Das „Forum Steglitz“, das 1970 als eine der ersten Shop-in-Shop-Galerien in Berlin eröffnete, erfindet sich seit 20 Jahren immer wieder neu und eröffnet demnächst als Hybrid-Center, halb Geschäftshaus, halb Bürohaus. Damit hat es den von Nils Busch-Petersen prognostizierten Wandel bereits vollzogen. Die Büroflächen sind nach Auskunft des Eigentümers, der Real I.S. AG, bereits voll vermietet. Gerade hat die Drogerie Rossmann eröffnet, nach und nach folgen bis zur zweiten Jahreshälfte andere Läden, wie Edeka, Butlers und Lidl.

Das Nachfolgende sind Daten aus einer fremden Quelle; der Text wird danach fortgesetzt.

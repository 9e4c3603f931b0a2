//! Configuration Module
//!
//! 提供应用配置管理功能，支持多层级配置来源：
//! - 环境变量（最高优先级）
//! - 配置文件（TOML 格式）
//! - 默认值（最低优先级）

mod loader;
mod types;

pub use loader::{load_config, load_config_from_path, print_config, ConfigError};
pub use types::{AppConfig, LogConfig, ReportConfig};
//! Catalog - 实体仓
//!
//! 持有全部作者、杂志和文章。实体之间只通过 ID 相互引用，
//! 派生查询通过借用 Catalog 的只读视图（`AuthorView` 等）完成。

use std::collections::{HashMap, HashSet};

use uuid::Uuid;

use super::article::{Article, ArticleId};
use super::author::{Author, AuthorId};
use super::magazine::{Category, Magazine, MagazineId, MagazineName};
use super::{DomainError, EntityKind};

/// 在同一本杂志上发表超过该数量文章的作者视为高产作者
pub const PROLIFIC_THRESHOLD: usize = 2;

#[derive(Debug, Default)]
pub struct Catalog {
    authors: HashMap<AuthorId, Author>,
    magazines: HashMap<MagazineId, Magazine>,
    articles: HashMap<ArticleId, Article>,
}

impl Catalog {
    pub fn new() -> Self {
        Self::default()
    }

    /// 登记新作者
    ///
    /// ID 已存在时返回 `AlreadyExists`，不会覆盖已登记的实体；
    /// 在 Catalog 之外发表过文章的作者返回 `UnregisteredArticles`。
    pub fn add_author(&mut self, author: Author) -> Result<AuthorId, DomainError> {
        let id = *author.id();
        Self::ensure_fresh(
            EntityKind::Author,
            *id.as_uuid(),
            self.authors.contains_key(&id),
            author.articles(),
        )?;
        self.authors.insert(id, author);
        Ok(id)
    }

    /// 登记新杂志，规则同 `add_author`
    pub fn add_magazine(&mut self, magazine: Magazine) -> Result<MagazineId, DomainError> {
        let id = *magazine.id();
        Self::ensure_fresh(
            EntityKind::Magazine,
            *id.as_uuid(),
            self.magazines.contains_key(&id),
            magazine.articles(),
        )?;
        self.magazines.insert(id, magazine);
        Ok(id)
    }

    /// 创建文章并登记到作者与杂志两侧
    pub fn create_article(
        &mut self,
        author_id: &AuthorId,
        magazine_id: &MagazineId,
        title: impl Into<String>,
    ) -> Result<ArticleId, DomainError> {
        let author = self
            .authors
            .get_mut(author_id)
            .ok_or(DomainError::NotFound {
                kind: EntityKind::Author,
                id: *author_id.as_uuid(),
            })?;
        let magazine = self
            .magazines
            .get_mut(magazine_id)
            .ok_or(DomainError::NotFound {
                kind: EntityKind::Magazine,
                id: *magazine_id.as_uuid(),
            })?;

        let article = author.create_article(magazine, title)?;
        let id = *article.id();
        self.articles.insert(id, article);
        Ok(id)
    }

    /// 以未区分类型的句柄创建文章
    ///
    /// 句柄指向其他种类的实体时返回 `TypeMismatch`，找不到时返回 `NotFound`。
    /// 两种情况下都不修改任何实体。
    pub fn create_article_by_handle(
        &mut self,
        author: Uuid,
        magazine: Uuid,
        title: impl Into<String>,
    ) -> Result<ArticleId, DomainError> {
        self.expect_kind(author, EntityKind::Author)?;
        self.expect_kind(magazine, EntityKind::Magazine)?;
        self.create_article(
            &AuthorId::from_uuid(author),
            &MagazineId::from_uuid(magazine),
            title,
        )
    }

    pub fn rename_magazine(
        &mut self,
        id: &MagazineId,
        name: MagazineName,
    ) -> Result<(), DomainError> {
        self.magazine_entry(id)?.rename(name);
        Ok(())
    }

    pub fn set_magazine_category(
        &mut self,
        id: &MagazineId,
        category: Category,
    ) -> Result<(), DomainError> {
        self.magazine_entry(id)?.set_category(category);
        Ok(())
    }

    /// 句柄对应的实体种类
    pub fn kind_of(&self, id: &Uuid) -> Option<EntityKind> {
        if self.authors.contains_key(&AuthorId::from_uuid(*id)) {
            Some(EntityKind::Author)
        } else if self.magazines.contains_key(&MagazineId::from_uuid(*id)) {
            Some(EntityKind::Magazine)
        } else if self.articles.contains_key(&ArticleId::from_uuid(*id)) {
            Some(EntityKind::Article)
        } else {
            None
        }
    }

    pub fn author(&self, id: &AuthorId) -> Option<AuthorView<'_>> {
        self.authors.get(id).map(|author| AuthorView {
            catalog: self,
            author,
        })
    }

    pub fn magazine(&self, id: &MagazineId) -> Option<MagazineView<'_>> {
        self.magazines.get(id).map(|magazine| MagazineView {
            catalog: self,
            magazine,
        })
    }

    pub fn article(&self, id: &ArticleId) -> Option<ArticleView<'_>> {
        let article = self.articles.get(id)?;
        let author = self.authors.get(article.author_id())?;
        let magazine = self.magazines.get(article.magazine_id())?;
        Some(ArticleView {
            catalog: self,
            article,
            author,
            magazine,
        })
    }

    pub fn authors(&self) -> impl Iterator<Item = AuthorView<'_>> {
        self.authors.values().map(move |author| AuthorView {
            catalog: self,
            author,
        })
    }

    pub fn magazines(&self) -> impl Iterator<Item = MagazineView<'_>> {
        self.magazines.values().map(move |magazine| MagazineView {
            catalog: self,
            magazine,
        })
    }

    pub fn author_count(&self) -> usize {
        self.authors.len()
    }

    pub fn magazine_count(&self) -> usize {
        self.magazines.len()
    }

    pub fn article_count(&self) -> usize {
        self.articles.len()
    }

    fn ensure_fresh(
        kind: EntityKind,
        id: Uuid,
        present: bool,
        articles: &[ArticleId],
    ) -> Result<(), DomainError> {
        if present {
            return Err(DomainError::AlreadyExists { kind, id });
        }
        if !articles.is_empty() {
            return Err(DomainError::UnregisteredArticles {
                kind,
                id,
                count: articles.len(),
            });
        }
        Ok(())
    }

    fn expect_kind(&self, id: Uuid, expected: EntityKind) -> Result<(), DomainError> {
        match self.kind_of(&id) {
            Some(found) if found == expected => Ok(()),
            Some(found) => Err(DomainError::TypeMismatch { expected, found }),
            None => Err(DomainError::NotFound { kind: expected, id }),
        }
    }

    fn magazine_entry(&mut self, id: &MagazineId) -> Result<&mut Magazine, DomainError> {
        self.magazines.get_mut(id).ok_or(DomainError::NotFound {
            kind: EntityKind::Magazine,
            id: *id.as_uuid(),
        })
    }

    fn articles_of<'a>(&'a self, ids: &'a [ArticleId]) -> impl Iterator<Item = ArticleView<'a>> {
        ids.iter().filter_map(move |id| self.article(id))
    }
}

/// 作者只读视图
#[derive(Debug, Clone, Copy)]
pub struct AuthorView<'a> {
    catalog: &'a Catalog,
    author: &'a Author,
}

impl<'a> AuthorView<'a> {
    pub fn entity(&self) -> &'a Author {
        self.author
    }

    pub fn id(&self) -> &'a AuthorId {
        self.author.id()
    }

    pub fn name(&self) -> &'a str {
        self.author.name().as_str()
    }

    /// 按发表顺序排列的文章
    pub fn articles(&self) -> Vec<ArticleView<'a>> {
        self.catalog.articles_of(self.author.articles()).collect()
    }

    /// 发表过文章的杂志（去重，按首次出现顺序）
    pub fn magazines(&self) -> Vec<MagazineView<'a>> {
        let mut seen = HashSet::new();
        self.articles()
            .into_iter()
            .map(|article| article.magazine())
            .filter(|magazine| seen.insert(*magazine.id()))
            .collect()
    }

    /// 涉及的杂志分类（去重）
    pub fn topic_areas(&self) -> Vec<&'a str> {
        let mut seen = HashSet::new();
        self.articles()
            .into_iter()
            .map(|article| article.magazine().category())
            .filter(|category| seen.insert(*category))
            .collect()
    }
}

/// 杂志只读视图
#[derive(Debug, Clone, Copy)]
pub struct MagazineView<'a> {
    catalog: &'a Catalog,
    magazine: &'a Magazine,
}

impl<'a> MagazineView<'a> {
    pub fn entity(&self) -> &'a Magazine {
        self.magazine
    }

    pub fn id(&self) -> &'a MagazineId {
        self.magazine.id()
    }

    pub fn name(&self) -> &'a str {
        self.magazine.name().as_str()
    }

    pub fn category(&self) -> &'a str {
        self.magazine.category().as_str()
    }

    pub fn articles(&self) -> Vec<ArticleView<'a>> {
        self.catalog.articles_of(self.magazine.articles()).collect()
    }

    /// 在本杂志发表过文章的作者（去重）
    pub fn contributors(&self) -> Vec<AuthorView<'a>> {
        let mut seen = HashSet::new();
        self.articles()
            .into_iter()
            .map(|article| article.author())
            .filter(|author| seen.insert(*author.id()))
            .collect()
    }

    pub fn article_titles(&self) -> Vec<&'a str> {
        self.articles()
            .into_iter()
            .map(|article| article.title())
            .collect()
    }

    /// 在本杂志发表文章数严格大于 `PROLIFIC_THRESHOLD` 的作者
    pub fn prolific_contributors(&self) -> Vec<AuthorView<'a>> {
        let articles = self.articles();

        let mut counts: HashMap<AuthorId, usize> = HashMap::new();
        for article in &articles {
            *counts.entry(*article.author().id()).or_default() += 1;
        }

        let mut seen = HashSet::new();
        articles
            .into_iter()
            .map(|article| article.author())
            .filter(|author| counts[author.id()] > PROLIFIC_THRESHOLD)
            .filter(|author| seen.insert(*author.id()))
            .collect()
    }
}

/// 文章只读视图
#[derive(Debug, Clone, Copy)]
pub struct ArticleView<'a> {
    catalog: &'a Catalog,
    article: &'a Article,
    author: &'a Author,
    magazine: &'a Magazine,
}

impl<'a> ArticleView<'a> {
    pub fn entity(&self) -> &'a Article {
        self.article
    }

    pub fn id(&self) -> &'a ArticleId {
        self.article.id()
    }

    pub fn title(&self) -> &'a str {
        self.article.title().as_str()
    }

    pub fn author(&self) -> AuthorView<'a> {
        AuthorView {
            catalog: self.catalog,
            author: self.author,
        }
    }

    pub fn magazine(&self) -> MagazineView<'a> {
        MagazineView {
            catalog: self.catalog,
            magazine: self.magazine,
        }
    }
}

Markthalle, Junge Berliner Mode, Born-Markt

Auch das SSC braucht jetzt neue Ideen: Nach der Eröffnung 2007 hatte es mit Leerstand und Fluktuation zu kämpfen. Das änderte sich sofort mit der Eröffnung von Primark. Geschätzte 80 Prozent der Centerfläche nutzt der Textildiscounter, die muss jetzt wieder gefüllt werden. Anwohner aus dem Kiez hätten da schon einige Vorschläge, wie eine kleine Umfrage ergab: Eine große Markthalle mit einer Mischung aus edlen Möbeln, Accessoires, Gastronomie und Lebensmitteln wünscht sich eine 50-Jährige, die selbst in der Textilbranche arbeitet. Und eine Krankenschwester hätte dort gern junge Berliner Unternehmen, zum Beispiel aus der Modebranche. Ein Mitarbeiter eines Sportnetzwerkes schlägt eine Filiale von TK Maxx vor. Mehrere wollen die Stände vom Born-Markt aus dem Forum Steglitz zurück.

Dass aber auch der stationäre Textilhandel noch an sich glaubt, beweist Peek & Cloppenburg an der Schloßstraße. Das Modeunternehmen hat gerade einen langfristigen Mietvertrag für das Nachbarhaus unterschrieben und noch einen „Pop-up-Sale“-Store eröffnet.